Вот так и вижу ее глаза с прищуром. Хотя сидит в контрсвет. Хотя мои глаза закрыты. Все равно вижу. Потому что живу с этой женщиной уже давно и потому что безумно ее люблю.
Не дождавшись реакции, Катя Старофф, лидер-инспектор Комитета Контроля, собственноручно набросила на меня какую-то тряпку из числа взятых с собой в круиз. Наш круизер тем временем покачивался на мелкой волнишке, чуть слышно чавкающей под днищем.
— Как думаешь, Пол, прошлое изменяемо?
Мы уже не в первый раз подходили к этому вопросу с разных сторон, поглядывали на него искоса. Похоже, настала пора задать его в лоб, к чему бы это ни привело. Молодец, Катя.

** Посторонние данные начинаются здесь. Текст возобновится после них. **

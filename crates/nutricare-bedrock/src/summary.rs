//! Record summary builder.
//!
//! Flattens an assessment record into the structured plain-text block the
//! narrative prompts consume. Absent fields are skipped and empty sections
//! are omitted entirely, so the model never sees placeholder noise.

use serde_json::Value;

use nutricare_core::models::{StoredAssessment, lookup_path, numeric};
use nutricare_core::objective;

/// Build the model input for a record. Pure; safe on any document shape.
pub fn record_summary(record: &StoredAssessment) -> String {
    let mut out = String::new();

    push_section(&mut out, "Patient", &patient_lines(record));
    push_section(&mut out, "Anthropometrics", &anthropometric_lines(record));
    push_section(&mut out, "Clinical state", &clinical_lines(record));
    push_section(&mut out, "Nutritional objective", &objective_lines(record));
    if record.is_follow_up() {
        push_section(&mut out, "Follow-up", &followup_lines(record));
    }

    out.trim_end().to_string()
}

fn push_section(out: &mut String, title: &str, lines: &[String]) {
    if lines.is_empty() {
        return;
    }
    out.push_str(&format!("## {title}\n"));
    for line in lines {
        out.push_str(line);
        out.push('\n');
    }
    out.push('\n');
}

fn patient_lines(record: &StoredAssessment) -> Vec<String> {
    let mut lines = Vec::new();
    if let Some(name) = record.patient_name() {
        lines.push(format!("- Name: {name}"));
    }
    if let Some(document) = record.document_number() {
        lines.push(format!("- Document: {document}"));
    }
    if let Some(age) = record.age() {
        lines.push(format!("- Age: {age}"));
    }
    if let Some(sex) = lookup_path(&record.doc, "generalInfo.sex").and_then(Value::as_str) {
        lines.push(format!("- Sex: {sex}"));
    }
    lines
}

fn anthropometric_lines(record: &StoredAssessment) -> Vec<String> {
    let mut lines = Vec::new();
    let mut push_metric = |label: &str, path: &str, unit: &str| {
        if let Some(v) = lookup_path(&record.doc, path).and_then(numeric) {
            lines.push(format!("- {label}: {v} {unit}"));
        }
    };
    push_metric("Weight", "generalInfo.weight", "kg");
    push_metric("Previous weight", "generalInfo.previousWeight", "kg");
    push_metric("Height", "generalInfo.height", "cm");
    push_metric("BMI", "generalInfo.bmi", "kg/m2");
    push_metric("Ideal weight", "generalInfo.idealWeight", "kg");
    push_metric("Adjusted weight", "generalInfo.adjustedWeight", "kg");
    lines
}

fn clinical_lines(record: &StoredAssessment) -> Vec<String> {
    let mut lines = Vec::new();
    if let Some(condition) =
        lookup_path(&record.doc, "generalInfo.clinicalCondition").and_then(Value::as_str)
        && !condition.trim().is_empty()
    {
        lines.push(format!("- Condition: {}", condition.trim()));
    }
    if let Some(route) =
        lookup_path(&record.doc, "generalInfo.nutritionRoute").and_then(Value::as_str)
    {
        lines.push(format!("- Nutrition route: {route}"));
    }
    lines
}

fn objective_lines(record: &StoredAssessment) -> Vec<String> {
    let Some(objective) = objective::resolve(record) else {
        return Vec::new();
    };
    let mut lines = Vec::new();
    if let Some(calories) = objective.calorie_goal {
        lines.push(format!("- Calorie goal: {calories} kcal/day"));
    }
    if let Some(protein) = objective.protein_goal {
        lines.push(format!("- Protein goal: {protein} g/day"));
    }
    lines.push(format!("- As of: {}", objective.assessment_date));
    lines
}

fn followup_lines(record: &StoredAssessment) -> Vec<String> {
    let mut lines = Vec::new();
    let doc = &record.doc;
    if let Some(delta) = lookup_path(doc, "followUpDetails.weightComparison.delta").and_then(numeric)
        && let Some(pct) =
            lookup_path(doc, "followUpDetails.weightComparison.percentChange").and_then(numeric)
    {
        lines.push(format!("- Weight change: {delta} kg ({pct}%)"));
    }
    if let Some(status) =
        lookup_path(doc, "followUpDetails.objectiveAttainment.status").and_then(Value::as_str)
    {
        lines.push(format!("- Objective attainment: {status}"));
    }
    if let Some(total) =
        lookup_path(doc, "followUpDetails.intakeTotals.totalCalories").and_then(numeric)
    {
        lines.push(format!("- Total intake: {total} kcal/day"));
    }
    if let Some(non_nutritional) =
        lookup_path(doc, "followUpDetails.nonNutritionalCalories").and_then(numeric)
        && non_nutritional > 0.0
    {
        lines.push(format!(
            "- Non-nutritional calories: {non_nutritional} kcal/day"
        ));
    }
    lines
}
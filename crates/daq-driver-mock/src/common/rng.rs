//! Seeded randomness for the mock board.
//!
//! Shared by the fault injector and the front-end simulator so one seed
//! reproduces both the hit pattern and the injected failures of a run.

use parking_lot::Mutex;
use rand::{Rng, SeedableRng};
use rand_chacha::ChaCha8Rng;

/// ChaCha8 generator behind a lock, usable from both cores.
pub struct MockRng {
    inner: Mutex<ChaCha8Rng>,
}

impl MockRng {
    /// Seeded generator, or one seeded from the OS when `seed` is `None`.
    pub fn new(seed: Option<u64>) -> Self {
        let rng = match seed {
            Some(s) => ChaCha8Rng::seed_from_u64(s),
            None => ChaCha8Rng::from_entropy(),
        };
        Self {
            inner: Mutex::new(rng),
        }
    }

    /// True with probability `p`. Values outside [0, 1] saturate and do not
    /// consume randomness.
    pub fn chance(&self, p: f64) -> bool {
        if p <= 0.0 {
            false
        } else if p >= 1.0 {
            true
        } else {
            self.inner.lock().gen_bool(p)
        }
    }

    /// Normally distributed sample (Box-Muller).
    pub fn gaussian(&self, mean: f64, sigma: f64) -> f64 {
        if sigma <= 0.0 {
            return mean;
        }
        let (u1, u2): (f64, f64) = {
            let mut rng = self.inner.lock();
            // (0, 1] keeps ln() finite
            (1.0 - rng.gen::<f64>(), rng.gen())
        };
        let z = (-2.0 * u1.ln()).sqrt() * (std::f64::consts::TAU * u2).cos();
        mean + sigma * z
    }
}

impl Default for MockRng {
    fn default() -> Self {
        Self::new(None)
    }
}

impl std::fmt::Debug for MockRng {
    fn fmt(&self, f: &mut std::fmt::Formatter<'_>) -> std::fmt::Result {
        f.write_str("MockRng")
    }
}

#[cfg(test)]
mod tests {
    use super::*;

    #[test]
    fn test_same_seed_same_sequence() {
        let a = MockRng::new(Some(42));
        let b = MockRng::new(Some(42));
        for _ in 0..10 {
            assert_eq!(a.gaussian(0.0, 1.0), b.gaussian(0.0, 1.0));
        }
    }

    #[test]
    fn test_chance_saturates() {
        let rng = MockRng::new(Some(7));
        assert!((0..100).all(|_| !rng.chance(0.0)));
        assert!((0..100).all(|_| rng.chance(1.0)));
        assert!(rng.chance(1.5));
    }

    #[test]
    fn test_gaussian_moments() {
        let rng = MockRng::new(Some(1234));
        let n = 20_000;
        let samples: Vec<f64> = (0..n).map(|_| rng.gaussian(8.0, 1.5)).collect();
        let mean = samples.iter().sum::<f64>() / n as f64;
        let var = samples.iter().map(|x| (x - mean).powi(2)).sum::<f64>() / n as f64;
        assert!((mean - 8.0).abs() < 0.05, "mean {mean}");
        assert!((var.sqrt() - 1.5).abs() < 0.05, "sigma {}", var.sqrt());
    }

    #[test]
    fn test_gaussian_zero_sigma() {
        let rng = MockRng::new(Some(1));
        assert_eq!(rng.gaussian(5.0, 0.0), 5.0);
    }
}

— Что ты молчишь? — в ее голосе легкое нетерпение.
— Я думаю.
— О чем?
— С чего начать. Точнее, к чему вернуться, чтобы начать заново…
— Ну, и?
— Мы являемся плодом прошлого. Вся совокупность событий так или иначе отразилась в мире, в котором мы живем сейчас. И в нас. Время течет в одну сторону. Мы не можем вернуться в прошлое, чтобы что-то там изменить. А если бы смогли, возникло бы противоречие, парадокс. В самом деле, как бы мы могли повлиять на то, что нас создало, ведь тогда бы мы были другими или вообще не родились. Но кто тогда отправился бы в прошлое, чтобы его изменить? Мы из прошлого, которого больше нет? Что-то вроде бесконечного цикла, не имеющего выхода. На курсе программирования это называли зацикливанием или, ближе к нашему случаю, бесконечной рекурсией, погружением самого в себя. Ошибочная ситуация для программы. Или это было бы уничтожением. Как мифическая змея, поедающая себя, укусив собственный хвост.